## YOUR TASK
Your answer is the line containing "are still present;" plus every line after it to the end of the data below, transcribed exactly and with nothing else.
SOURCE MATERIAL START
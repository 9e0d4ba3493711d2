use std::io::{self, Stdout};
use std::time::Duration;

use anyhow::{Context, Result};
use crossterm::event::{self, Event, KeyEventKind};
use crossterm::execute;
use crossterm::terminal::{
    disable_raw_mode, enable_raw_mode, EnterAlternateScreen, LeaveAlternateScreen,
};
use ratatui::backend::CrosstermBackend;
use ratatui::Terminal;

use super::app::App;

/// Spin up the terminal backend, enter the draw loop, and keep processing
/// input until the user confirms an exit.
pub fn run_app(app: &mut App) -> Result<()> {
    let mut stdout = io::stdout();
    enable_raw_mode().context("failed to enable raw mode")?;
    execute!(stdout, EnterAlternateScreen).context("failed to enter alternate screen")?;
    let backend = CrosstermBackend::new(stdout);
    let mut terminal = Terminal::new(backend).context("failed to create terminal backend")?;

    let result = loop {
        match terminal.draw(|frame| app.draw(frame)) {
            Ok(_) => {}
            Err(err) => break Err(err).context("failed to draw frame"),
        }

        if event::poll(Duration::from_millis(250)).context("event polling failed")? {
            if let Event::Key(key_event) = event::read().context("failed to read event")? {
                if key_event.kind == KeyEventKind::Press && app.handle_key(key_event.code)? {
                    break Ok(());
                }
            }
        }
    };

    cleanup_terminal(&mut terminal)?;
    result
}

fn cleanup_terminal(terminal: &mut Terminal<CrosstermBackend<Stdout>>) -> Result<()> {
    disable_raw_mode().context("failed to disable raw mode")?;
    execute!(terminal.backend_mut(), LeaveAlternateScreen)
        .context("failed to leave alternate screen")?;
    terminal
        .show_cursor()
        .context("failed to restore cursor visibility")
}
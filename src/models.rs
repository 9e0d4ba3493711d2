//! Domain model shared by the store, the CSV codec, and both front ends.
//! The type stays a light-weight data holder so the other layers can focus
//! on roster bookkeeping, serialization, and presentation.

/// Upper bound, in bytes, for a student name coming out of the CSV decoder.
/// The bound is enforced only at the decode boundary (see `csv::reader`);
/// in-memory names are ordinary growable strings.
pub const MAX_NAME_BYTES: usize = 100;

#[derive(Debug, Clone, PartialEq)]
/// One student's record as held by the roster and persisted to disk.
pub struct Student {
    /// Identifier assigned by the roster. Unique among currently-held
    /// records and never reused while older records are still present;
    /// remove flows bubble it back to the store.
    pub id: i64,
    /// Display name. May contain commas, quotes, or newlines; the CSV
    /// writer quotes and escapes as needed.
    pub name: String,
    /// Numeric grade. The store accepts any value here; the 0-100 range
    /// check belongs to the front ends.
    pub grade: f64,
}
SOURCE MATERIAL END
## RESULT BELOW
    /// records and never reused while older records are still present;
    /// remove flows bubble it back to the store.
    pub id: i64,
    /// Display name. May contain commas, quotes, or newlines; the CSV
    /// writer quotes and escapes as needed.
    pub name: String,
    /// Numeric grade. The store accepts any value here; the 0-100 range
    /// check belongs to the front ends.
    pub grade: f64,
}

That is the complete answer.